## Aim of the task
In the records below, some lines contain the word "that". Copy each of them.

## Extracted data
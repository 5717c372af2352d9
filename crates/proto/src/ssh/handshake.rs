//! SSH transport handshakes for both roles of the piper.
//!
//! [`server`] terminates a downstream client: version exchange, KEXINIT,
//! curve25519-sha256 key exchange signed with the piper's host key, NEWKEYS,
//! and finally the `ssh-userauth` service request. [`client`] opens the
//! upstream side: same exchange from the client's seat, verifying the
//! backend's signature over the exchange hash (and optionally pinning its
//! host key fingerprint). Both return a [`Transport`] carrying that
//! connection's session identifier.
//!
//! The two session identifiers that come out of these handshakes are the
//! piper's most safety-critical state: every signature the rewriter checks
//! or produces is bound to one of them, and they must never be swapped.

use std::sync::Arc;

use sha2::{Digest, Sha256};
use tokio::net::TcpStream;

use crate::ssh::auth::{ServiceAccept, ServiceRequest, SignatureBlob, SERVICE_USERAUTH};
use crate::ssh::crypto::{CipherAlgorithm, DecryptionKey, EncryptionKey};
use crate::ssh::hostkey::HostKey;
use crate::ssh::kex::{negotiate_algorithm, KexInit, NewKeys};
use crate::ssh::kex_dh::{derive_key, Curve25519Exchange};
use crate::ssh::message::MessageType;
use crate::ssh::packet::Packet;
use crate::ssh::publickey::{fingerprint_sha256, PublicKey};
use crate::ssh::transport::{PacketReader, Transport};
use crate::ssh::version::Version;
use strait_platform::{StraitError, StraitResult};

/// Configuration for the server role (facing the downstream client).
#[derive(Clone)]
pub struct ServerConfig {
    /// The piper's host key, shared across sessions.
    pub host_key: Arc<dyn HostKey>,
    /// Software version advertised in the identification line.
    pub server_version: String,
    /// Bound on pre-auth request loops (coercion rounds, auth attempts).
    pub max_auth_attempts: u32,
}

impl ServerConfig {
    /// Creates a server configuration with default version and limits.
    pub fn new(host_key: Arc<dyn HostKey>) -> Self {
        Self {
            host_key,
            server_version: format!("strait_{}", env!("CARGO_PKG_VERSION")),
            max_auth_attempts: 6,
        }
    }
}

impl std::fmt::Debug for ServerConfig {
    fn fmt(&self, f: &mut std::fmt::Formatter<'_>) -> std::fmt::Result {
        f.debug_struct("ServerConfig")
            .field("server_version", &self.server_version)
            .field("max_auth_attempts", &self.max_auth_attempts)
            .finish_non_exhaustive()
    }
}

## Solution
//! host key fingerprint). Both return a [`Transport`] carrying that
//! The two session identifiers that come out of these handshakes are the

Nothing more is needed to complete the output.